As quatro instituições fazem parte de um dos 11 consórcios do programa da Fase 2 da HKMA, lançado em setembro de 2024 e que se concentra na liquidação de ativos tokenizados e na programabilidade do dinheiro digital.
Foram realizados dois experimentos.
No primeiro teste, o ANZ e a Fidelity International avaliaram um fluxo em que um investidor australiano deposita dólares australianos (AUD), recebe a stablecoin em dólar australiano do ANZ (A$DC) e a troca por um hipotético e-HKD. Esse e-HKD é então usado para comprar unidades tokenizadas de fundos do mercado monetário da Fidelity.
No segundo experimento, o ANZ, a Visa e a ChinaAMC (HK) substituíram o e-HKD por depósitos em HKD tokenizados. O ANZ utilizou a Plataforma de Ativos Tokenizados (VTAP) da Visa para criar esses depósitos tokenizados usando o padrão de token ERC-3643, que incorpora regras de conformidade, como listas de permissão de carteiras e limites de velocidade de transação, diretamente no contrato do token.
Ambos os experimentos utilizaram uma estrutura de entrega contra pagamento (DvP), o que significa que as unidades de fundo e a parcela de pagamento são liquidadas simultaneamente em uma única transação atômica. As principais funcionalidades testadas incluem:
- Transferência entre cadeias de depósitos tokenizados em HKD entre uma cadeia permissionada e o Ethereum.
- Emissão automatizada de unidades de fundos acionada por dados de NAV (Valor Líquido dos Ativos) na blockchain.
- Verificação de identidade em tempo real com informações de identificação pessoal (PII) mantidas fora da blockchain.
- Fiscalização da conformidade incorporada ao nível do token através do padrão ERC-3643.
Como o Chainlink CCIP conecta uma blockchain bancária privada ao Ethereum?

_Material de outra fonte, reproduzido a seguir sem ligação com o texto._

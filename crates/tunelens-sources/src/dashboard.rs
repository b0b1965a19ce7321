// SPDX-License-Identifier: GPL-3.0-or-later

use chrono::{DateTime, Utc};
use serde::Serialize;
use std::sync::Arc;
use tracing::{debug, instrument};
use tunelens_analytics::{
    analyze_genres_with_tracks, compute_stats_at, data_quality_report, filter_in_window,
    most_played_artists, most_played_tracks, resolve_window, DataQualityReport,
};
use tunelens_domain::{
    Artist, ArtistRef, GenreAggregate, LibraryStats, PlayCount, PlayRecord, TimeDimension,
    TimeWindow, Track,
};

use crate::data_source::{DataSource, Result};

/// Records fetched per list before aggregation; the catalog's page size.
pub const AGGREGATION_SAMPLE: usize = 50;

/// Everything the dashboard shows for one time dimension.
#[derive(Debug, Clone, Serialize)]
pub struct DashboardSnapshot {
    pub source: &'static str,
    pub dimension: TimeDimension,
    pub window: TimeWindow,
    pub top_tracks: Vec<Track>,
    pub top_artists: Vec<Artist>,
    pub recent_plays: Vec<PlayRecord>,
    pub most_played_tracks: Vec<PlayCount<Track>>,
    pub most_played_artists: Vec<PlayCount<ArtistRef>>,
    pub stats: LibraryStats,
    pub genres: Vec<GenreAggregate>,
    pub quality: DataQualityReport,
}

/// Consumer of a [`DataSource`] that derives statistics locally.
///
/// It never asks the source for `stats` or `genre_analysis`, so it produces
/// the same kind of numbers whichever source it was given.
#[derive(Clone)]
pub struct Dashboard {
    source: Arc<dyn DataSource>,
}

impl Dashboard {
    pub fn new(source: Arc<dyn DataSource>) -> Self {
        Self { source }
    }

    pub fn source(&self) -> &Arc<dyn DataSource> {
        &self.source
    }

    pub async fn snapshot(&self, dimension: TimeDimension, limit: usize) -> Result<DashboardSnapshot> {
        self.snapshot_at(dimension, limit, Utc::now()).await
    }

    #[instrument(skip(self), fields(source = self.source.name()))]
    pub async fn snapshot_at(
        &self,
        dimension: TimeDimension,
        limit: usize,
        now: DateTime<Utc>,
    ) -> Result<DashboardSnapshot> {
        let (tracks, artists, plays) = tokio::try_join!(
            self.source.top_tracks(AGGREGATION_SAMPLE, Some(dimension)),
            self.source.top_artists(AGGREGATION_SAMPLE, Some(dimension)),
            self.source.recently_played(AGGREGATION_SAMPLE),
        )?;

        // Stats see every fetched play: the 30-day count has its own window.
        let stats = compute_stats_at(&tracks, &artists, &plays, Some(dimension), now);

        let window = resolve_window(dimension, now);
        let plays = filter_in_window(&plays, &window);
        debug!(
            target: "data-source",
            tracks = tracks.len(),
            artists = artists.len(),
            plays = plays.len(),
            "building dashboard snapshot"
        );

        let genres = analyze_genres_with_tracks(&artists, &tracks);
        let quality = data_quality_report(&tracks, &artists);
        let most_played_tracks = most_played_tracks(&plays, limit);
        let most_played_artists = most_played_artists(&plays, limit);

        let top_tracks = self
            .source
            .enrich_tracks(tracks.into_iter().take(limit).collect())
            .await;
        let recent_plays = self
            .source
            .enrich_play_records(plays.into_iter().take(limit).collect())
            .await;

        Ok(DashboardSnapshot {
            source: self.source.name(),
            dimension,
            window,
            top_tracks,
            top_artists: artists.into_iter().take(limit).collect(),
            recent_plays,
            most_played_tracks,
            most_played_artists,
            stats,
            genres,
            quality,
        })
    }
}
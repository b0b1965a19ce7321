// SPDX-License-Identifier: GPL-3.0-or-later
use std::cmp::Reverse;
use std::collections::{BTreeSet, HashMap};

use tracing::debug;
use tunelens_domain::{Artist, ArtistId, GenreAggregate, Popularity, Track, TrackId};

#[derive(Default)]
struct GenreAccumulator {
    occurrences: u32,
    artists: BTreeSet<ArtistId>,
    popularity_sum: u64,
}

pub fn analyze_genres(artists: &[Artist]) -> Vec<GenreAggregate> {
    analyze_genres_with_tracks(artists, &[])
}

/// Roll artist genres up into per-genre aggregates, most frequent first.
///
/// Every genre label on every artist counts as one occurrence; an artist with
/// three genres feeds three aggregates at full weight. Blank or whitespace-only
/// strings are not labels and are skipped here and in `compute_stats` alike.
/// Ties keep the order in which the genres were first seen. Tracks are
/// attributed to a genre when any of their credited artists contributed to it.
pub fn analyze_genres_with_tracks(artists: &[Artist], tracks: &[Track]) -> Vec<GenreAggregate> {
    let mut order: Vec<&str> = Vec::new();
    let mut accumulators: HashMap<&str, GenreAccumulator> = HashMap::new();

    for artist in artists {
        for genre in genre_labels(artist) {
            let acc = accumulators.entry(genre.as_str()).or_insert_with(|| {
                order.push(genre.as_str());
                GenreAccumulator::default()
            });
            acc.occurrences += 1;
            acc.artists.insert(artist.id.clone());
            acc.popularity_sum += u64::from(artist.popularity_score());
        }
    }

    let total_occurrences: u32 = accumulators.values().map(|acc| acc.occurrences).sum();

    let mut tracks_by_artist: HashMap<&ArtistId, Vec<&TrackId>> = HashMap::new();
    for track in tracks {
        for credit in &track.artists {
            tracks_by_artist.entry(&credit.id).or_default().push(&track.id);
        }
    }

    let mut aggregates: Vec<GenreAggregate> = order
        .into_iter()
        .filter_map(|name| {
            let acc = accumulators.remove(name)?;
            let tracks = acc
                .artists
                .iter()
                .filter_map(|artist_id| tracks_by_artist.get(artist_id))
                .flatten()
                .map(|track_id| (*track_id).clone())
                .collect();

            Some(GenreAggregate {
                name: name.to_string(),
                count: acc.occurrences,
                avg_popularity: ratio(acc.popularity_sum as f64, f64::from(acc.occurrences)),
                percentage: 100.0
                    * ratio(f64::from(acc.occurrences), f64::from(total_occurrences)),
                artists: acc.artists,
                tracks,
            })
        })
        .collect();

    aggregates.sort_by_key(|aggregate| Reverse(aggregate.count));

    debug!(
        target: "analytics",
        artists = artists.len(),
        genres = aggregates.len(),
        occurrences = total_occurrences,
        "genre analysis complete"
    );

    aggregates
}

/// The artist's genre labels, without blank entries.
pub(crate) fn genre_labels(artist: &Artist) -> impl Iterator<Item = &String> {
    artist.genres.iter().filter(|genre| !genre.trim().is_empty())
}

pub(crate) fn ratio(numerator: f64, denominator: f64) -> f64 {
    if denominator == 0.0 {
        0.0
    } else {
        numerator / denominator
    }
}
impl Validate for Track {
    fn validate(&self) -> Result<(), Vec<ValidationError>> {
        let mut errors = Vec::new();
        if self.name.trim().is_empty() {
            errors.push(ValidationError {
                field: "name",
                message: "name cannot be empty".into(),
            });
        }
        if self.artists.is_empty() {
            errors.push(ValidationError {
                field: "artists",
                message: "track must credit at least one artist".into(),
            });
        }
        if self.duration_ms == 0 {
            errors.push(ValidationError {
                field: "duration_ms",
                message: "duration must be > 0".into(),
            });
        }
        if let Some(p) = self.popularity {
            if p > 100 {
                errors.push(ValidationError {
                    field: "popularity",
                    message: "popularity must be within 0-100".into(),
                });
            }
        }
        if errors.is_empty() {
            Ok(())
        } else {
            Err(errors)
        }
    }
}

impl Validate for Artist {
    fn validate(&self) -> Result<(), Vec<ValidationError>> {
        let mut errors = Vec::new();
        if self.name.trim().is_empty() {
            errors.push(ValidationError {
                field: "name",
                message: "name cannot be empty".into(),
            });
        }
        if let Some(p) = self.popularity {
            if p > 100 {
                errors.push(ValidationError {
                    field: "popularity",
                    message: "popularity must be within 0-100".into(),
                });
            }
        }
        if errors.is_empty() {
            Ok(())
        } else {
            Err(errors)
        }
    }
}

// ============================================================================
// Tests
// ============================================================================

#[cfg(test)]
mod tests {
    use super::*;
    use chrono::Duration;

    fn at(s: &str) -> DateTime<Utc> {
        DateTime::parse_from_rfc3339(s).unwrap().with_timezone(&Utc)
    }

    #[test]
    fn parse_timestamp_rfc3339_with_offsets() {
        assert_eq!(
            parse_timestamp("2024-06-01T12:30:00Z"),
            Some(at("2024-06-01T12:30:00Z"))
        );
        assert_eq!(
            parse_timestamp("2024-06-01T14:30:00+02:00"),
            Some(at("2024-06-01T12:30:00Z"))
        );
        assert_eq!(
            parse_timestamp("2024-06-01T12:30:00.250Z").map(|dt| dt.timestamp_subsec_millis()),
            Some(250)
        );
    }

    #[test]
    fn parse_timestamp_naive_and_date_only() {
        assert_eq!(
            parse_timestamp("2024-06-01T12:30:00"),
            Some(at("2024-06-01T12:30:00Z"))
        );
        assert_eq!(
            parse_timestamp("2024-06-01 12:30:00"),
            Some(at("2024-06-01T12:30:00Z"))
        );
        assert_eq!(
            parse_timestamp("  2024-06-01 "),
            Some(at("2024-06-01T00:00:00Z"))
        );
    }

    #[test]
    fn parse_timestamp_epoch_millis() {
        assert_eq!(
            parse_timestamp("1717245000000"),
            Some(at("2024-06-01T12:30:00Z"))
        );
        // Too short to be a millisecond timestamp
        assert!(parse_timestamp("2024").is_none());
    }

    #[test]
    fn parse_timestamp_rejects_garbage() {
        assert!(parse_timestamp("").is_none());
        assert!(parse_timestamp("yesterday").is_none());
        assert!(parse_timestamp("2024-02-30").is_none());
        assert!(parse_timestamp("2024-13-01T00:00:00Z").is_none());
        assert!(parse_timestamp("1850-01-01T00:00:00Z").is_none());
    }

    #[test]
    fn time_dimension_round_trips_through_str() {
        for dimension in TimeDimension::ALL {
            assert_eq!(dimension.as_str().parse::<TimeDimension>(), Ok(dimension));
        }
        assert_eq!("All-Time".parse::<TimeDimension>(), Ok(TimeDimension::AllTime));
        let err = "fortnight".parse::<TimeDimension>().unwrap_err();
        assert_eq!(err.to_string(), "unknown time dimension: fortnight");
        let boxed: Box<dyn std::error::Error + Send + Sync> = Box::new(err);
        assert!(boxed.source().is_none());
    }

    #[test]
    fn time_dimension_serializes_snake_case() {
        let json = serde_json::to_string(&TimeDimension::ThreeMonths).unwrap();
        assert_eq!(json, "\"three_months\"");
    }

    #[test]
    fn time_window_includes_both_bounds() {
        let start = at("2024-06-01T00:00:00Z");
        let end = at("2024-06-08T00:00:00Z");
        let window = TimeWindow::new(start, end);

        assert!(window.contains(start));
        assert!(window.contains(end));
        assert!(!window.contains(start - Duration::milliseconds(1)));
        assert!(!window.contains(end + Duration::milliseconds(1)));
        assert!((window.length_days() - 7.0).abs() < f64::EPSILON);
    }

    #[test]
    fn play_record_timestamp_falls_back_to_track() {
        let added = at("2024-05-01T00:00:00Z");
        let track = Track::new("t1", "Song").with_added_at(added);

        let record = PlayRecord {
            track: track.clone(),
            played_at: None,
        };
        assert_eq!(record.timestamp(), Some(added));

        let played = at("2024-06-01T00:00:00Z");
        assert_eq!(PlayRecord::new(track, played).timestamp(), Some(played));
    }

    #[test]
    fn track_timestamp_prefers_played_at() {
        let played = at("2024-06-01T00:00:00Z");
        let added = at("2024-01-01T00:00:00Z");
        let track = Track::new("t1", "Song")
            .with_added_at(added)
            .with_played_at(played);
        assert_eq!(track.timestamp(), Some(played));
        assert_eq!(Track::new("t2", "Bare").timestamp(), None);
    }

    #[test]
    fn popularity_defaults_to_zero() {
        assert_eq!(Track::new("t1", "Song").popularity_score(), 0);
        assert_eq!(Artist::new("a1", "Band").with_popularity(42).popularity_score(), 42);
    }

    #[test]
    fn track_validation_flags_missing_artists_and_duration() {
        let errs = Track::new("t1", "Song").validate().unwrap_err();
        assert!(errs.iter().any(|e| e.field == "artists"));
        assert!(errs.iter().any(|e| e.field == "duration_ms"));

        let ok = Track::new("t2", "Song")
            .with_artist("a1", "Band")
            .with_duration_ms(180_000)
            .with_popularity(50);
        assert!(ok.validate().is_ok());
    }

    #[test]
    fn artist_validation_rejects_out_of_range_popularity() {
        let errs = Artist::new("a1", " ").with_popularity(101).validate().unwrap_err();
        assert_eq!(errs.len(), 2);
        assert!(errs.iter().any(|e| e.field == "popularity"));
    }

    #[test]
    fn album_cover_url_skips_blank_images() {
        let mut album = AlbumRef::new("Album");
        assert!(!album.has_artwork());
        album.images.push(Image::new(""));
        album.images.push(Image::new("https://img/cover.jpg"));
        assert!(album.has_artwork());
        assert_eq!(album.cover_url(), Some("https://img/cover.jpg"));
    }

    #[test]
    fn empty_stats_have_no_data() {
        let stats = LibraryStats::empty();
        assert!(!stats.has_data);
        assert_eq!(stats.total_tracks, 0);
        assert_eq!(stats.top_genre, None);
    }
}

O ANZ opera o DASChain, um blockchain privado de camada 2 com permissão, que utiliza a arquitetura ZK Validium, a qual combina a tecnologia de prova de conhecimento zero (ZKP) com controles institucionais. A Fidelity e a ChinaAMC implantaram seus contratos de fundos tokenizados na testnet Sepolia do Ethereum, uma rede pública. Conectar as duas diretamente, sem uma camada de interoperabilidade compatível, criaria lacunas tanto de segurança quanto de regulamentação.

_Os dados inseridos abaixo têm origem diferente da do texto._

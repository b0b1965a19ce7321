// SPDX-License-Identifier: GPL-3.0-or-later
use std::collections::{HashMap, HashSet};

use chrono::{DateTime, Duration, Utc};
use tracing::debug;
use tunelens_domain::{
    Artist, LibraryStats, PlayRecord, TimeDimension, TimeWindow, Timestamped, Track,
};

use crate::filter::filter_in_window;
use crate::genres::{genre_labels, ratio};
use crate::window::resolve_window;

/// Length of the trailing window `recent_tracks_count` is measured over.
pub const RECENT_WINDOW_DAYS: i64 = 30;

const MS_PER_HOUR: f64 = 3_600_000.0;
const MS_PER_MINUTE: f64 = 60_000.0;

pub fn compute_stats(
    tracks: &[Track],
    artists: &[Artist],
    play_records: &[PlayRecord],
    dimension: Option<TimeDimension>,
) -> LibraryStats {
    compute_stats_at(tracks, artists, play_records, dimension, Utc::now())
}

/// Library-wide statistics evaluated at `now`.
///
/// `dimension` only scopes `daily_average_minutes`; without one the trailing
/// 30-day window is used. Returns [`LibraryStats::empty`] when there are
/// neither tracks nor artists.
pub fn compute_stats_at(
    tracks: &[Track],
    artists: &[Artist],
    play_records: &[PlayRecord],
    dimension: Option<TimeDimension>,
    now: DateTime<Utc>,
) -> LibraryStats {
    if tracks.is_empty() && artists.is_empty() {
        return LibraryStats::empty();
    }

    let unique_artists: HashSet<_> = artists.iter().map(|artist| &artist.id).collect();
    let unique_genres: HashSet<_> = artists.iter().flat_map(genre_labels).collect();

    let total_duration_ms: u64 = tracks.iter().map(|track| track.duration_ms).sum();
    let popularity_sum: u64 = tracks
        .iter()
        .map(|track| u64::from(track.popularity.unwrap_or(0)))
        .sum();

    let recent_window = TimeWindow::new(now - Duration::days(RECENT_WINDOW_DAYS), now);
    let recent_tracks_count = play_records
        .iter()
        .filter(|record| {
            record
                .timestamp()
                .is_some_and(|instant| recent_window.contains(instant))
        })
        .count();

    let average_window = dimension
        .map(|dimension| resolve_window(dimension, now))
        .unwrap_or(recent_window);
    let window_minutes: f64 = filter_in_window(play_records, &average_window)
        .iter()
        .map(|record| record.track.duration_ms as f64 / MS_PER_MINUTE)
        .sum();

    let stats = LibraryStats {
        total_tracks: tracks.len(),
        total_artists: unique_artists.len(),
        listening_time_hours: total_duration_ms as f64 / MS_PER_HOUR,
        top_genre: top_genre(artists),
        unique_genres: unique_genres.len(),
        average_popularity: ratio(popularity_sum as f64, tracks.len() as f64),
        recent_tracks_count,
        total_plays: play_records.len(),
        daily_average_minutes: ratio(window_minutes, average_window.length_days()),
        has_data: true,
    };

    debug!(
        target: "analytics",
        tracks = stats.total_tracks,
        artists = stats.total_artists,
        plays = stats.total_plays,
        "library stats computed"
    );

    stats
}

/// Genre with the most occurrences; the first one seen wins a tie.
fn top_genre(artists: &[Artist]) -> Option<String> {
    let mut order: Vec<&str> = Vec::new();
    let mut counts: HashMap<&str, u32> = HashMap::new();

    for genre in artists.iter().flat_map(genre_labels) {
        *counts.entry(genre.as_str()).or_insert_with(|| {
            order.push(genre.as_str());
            0
        }) += 1;
    }

    let mut best: Option<(&str, u32)> = None;
    for name in order {
        let count = counts.get(name).copied().unwrap_or(0);
        if best.map_or(true, |(_, best_count)| count > best_count) {
            best = Some((name, count));
        }
    }

    best.map(|(name, _)| name.to_string())
}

O Chainlink CCIP foi responsável por essa conexão. Ele retransmitiu os detalhes do e-HKD encapsulado do DASChain para o Ethereum, verificou as credenciais de identidade entre cadeias (chamadas CCID) em tempo real e confirmou a elegibilidade da carteira do investidor antes de desbloquear os tokens do fundo na cadeia de destino.
Verificação de identidade e liquidação em um único fluxo de transação
Em vez de executar verificações de conformidade separadamente antes de uma transação, a CCIP coordenou identidade, conformidade e emissão de ativos em um único fluxo. O contrato inteligente do Agente de Transferência Digital (DTA) da Fidelity leu os dados do NAV (Valor Líquido dos Ativos) na blockchain e emitiu automaticamente o número correto de unidades de fundos assim que o pagamento foi confirmado na outra blockchain. Nenhuma conciliação manual foi necessária no momento da emissão.

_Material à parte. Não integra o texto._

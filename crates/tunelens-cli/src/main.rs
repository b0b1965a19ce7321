// SPDX-License-Identifier: GPL-3.0-or-later
use std::path::PathBuf;

use anyhow::Result;
use clap::Parser;
use tracing::{info, warn};
use tracing_subscriber::fmt::MakeWriter;
use tracing_subscriber::{
    fmt, layer::SubscriberExt, reload, util::SubscriberInitExt, EnvFilter, Registry,
};
use tunelens_config::load as load_config;
use tunelens_domain::TimeDimension;
use tunelens_sources::{compose, Dashboard, DashboardSnapshot};

/// Print a listening-history dashboard snapshot.
#[derive(Debug, Parser)]
#[command(name = "tunelens", version, about)]
struct Cli {
    /// TOML configuration file.
    #[arg(long, env = "TUNELENS_CONFIG")]
    config: Option<PathBuf>,

    /// Time window: week, month, three_months, six_months, year, all_time.
    #[arg(long, default_value = "month")]
    range: TimeDimension,

    /// Entries per list.
    #[arg(long, default_value_t = 10)]
    limit: usize,

    /// Emit the snapshot as JSON.
    #[arg(long)]
    json: bool,
}

#[tokio::main]
async fn main() -> Result<()> {
    let cli = Cli::parse();
    let log_filter = init_tracing();
    let config = load_config(cli.config.as_deref())?;
    if std::env::var_os("RUST_LOG").is_none() {
        log_filter.reload(EnvFilter::new(&config.telemetry.log_level))?;
    }

    let composition = compose(&config)?;
    if !composition.auth.is_authenticated() {
        match composition.auth.login().await {
            Ok(user) => info!(target: "cli", user = %user.id, "signed in"),
            Err(error) => warn!(target: "cli", %error, "continuing without a session"),
        }
    }

    let snapshot = Dashboard::new(composition.data_source)
        .snapshot(cli.range, cli.limit)
        .await?;

    if cli.json {
        println!("{}", serde_json::to_string_pretty(&snapshot)?);
    } else {
        print!("{}", render(&snapshot));
    }

    Ok(())
}

type FilterHandle = reload::Handle<EnvFilter, Registry>;

/// Install the global subscriber before anything logs. Without `RUST_LOG` it
/// starts at `info`; the returned handle swaps in the configured level.
fn init_tracing() -> FilterHandle {
    let env_filter = EnvFilter::try_from_default_env().unwrap_or_else(|_| EnvFilter::new("info"));
    let (subscriber, handle) = build_subscriber(env_filter, std::io::stderr);
    subscriber.init();
    handle
}

fn build_subscriber<W>(
    env_filter: EnvFilter,
    make_writer: W,
) -> (impl tracing::Subscriber + Send + Sync + 'static, FilterHandle)
where
    W: for<'writer> MakeWriter<'writer> + Send + Sync + 'static,
{
    let (filter_layer, handle) = reload::Layer::new(env_filter);
    let fmt_layer = fmt::layer()
        .with_target(true)
        .with_level(true)
        .with_writer(make_writer);

    let subscriber = tracing_subscriber::registry()
        .with(filter_layer)
        .with(fmt_layer);
    (subscriber, handle)
}

fn render(snapshot: &DashboardSnapshot) -> String {
    let stats = &snapshot.stats;
    let mut out = String::new();

    out.push_str(&format!(
        "tunelens: {} ({} source, {} to {})\n\n",
        snapshot.dimension,
        snapshot.source,
        snapshot.window.start.format("%Y-%m-%d"),
        snapshot.window.end.format("%Y-%m-%d"),
    ));

    if !stats.has_data {
        out.push_str("No listening data for this window.\n");
        return out;
    }

    out.push_str(&format!(
        "  tracks {}  artists {}  genres {}  top genre {}\n",
        stats.total_tracks,
        stats.total_artists,
        stats.unique_genres,
        stats.top_genre.as_deref().unwrap_or("-"),
    ));
    out.push_str(&format!(
        "  listening {:.1} h  avg popularity {:.1}  plays {} ({} in last 30 days)  {:.1} min/day\n",
        stats.listening_time_hours,
        stats.average_popularity,
        stats.total_plays,
        stats.recent_tracks_count,
        stats.daily_average_minutes,
    ));

    out.push_str("\nTop tracks\n");
    for (rank, track) in snapshot.top_tracks.iter().enumerate() {
        let artist = track
            .primary_artist()
            .map(|artist| artist.name.as_str())
            .unwrap_or("unknown artist");
        out.push_str(&format!(
            "  {:>2}. {} - {} [{}]\n",
            rank + 1,
            track.name,
            artist,
            track.popularity.unwrap_or(0)
        ));
    }

    out.push_str("\nTop artists\n");
    for (rank, artist) in snapshot.top_artists.iter().enumerate() {
        out.push_str(&format!("  {:>2}. {}\n", rank + 1, artist.name));
    }

    out.push_str("\nMost played\n");
    for entry in &snapshot.most_played_tracks {
        out.push_str(&format!("  {:>3}x {}\n", entry.plays, entry.item.name));
    }

    out.push_str("\nGenres\n");
    for genre in snapshot.genres.iter().take(5) {
        out.push_str(&format!(
            "  {:<24} {:>5.1}%  ({} artists)\n",
            genre.name,
            genre.percentage,
            genre.artist_count()
        ));
    }

    if !snapshot.quality.is_clean() {
        out.push_str(&format!(
            "\n{} record(s) failed validation\n",
            snapshot.quality.issues.len()
        ));
    }

    out
}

Fernando Vazquez, presidente de Mercados de Capitais da Chainlink Labs, afirmou que o projeto piloto "comprovou como a Chainlink viabiliza aplicações financeiras do mundo real dentro das estruturas regulatórias existentes e em blockchains públicas e permissionadas".
O que é a colonização atômica e por que ela é importante neste contexto?
A liquidação atômica significa que ambas as etapas de uma transação, pagamento e entrega do ativo, são concluídas simultaneamente ou nenhuma delas é concluída. Na liquidação de fundos tradicional, o dinheiro e os ativos transitam por sistemas separados em cronogramas diferentes. Uma falha em um deles não reverte automaticamente o outro, deixando a contraparte exposta a essa lacuna.
Ao combinar depósitos tokenizados em HKD com unidades tokenizadas de fundos do mercado monetário em uma única transação DvP, o projeto piloto alcançou liquidação quase em tempo real. Tanto a ChinaAMC quanto a Fidelity confirmaram que o processo eliminou atrasos de intermediários e reduziu a dependência de conciliação manual nos bastidores.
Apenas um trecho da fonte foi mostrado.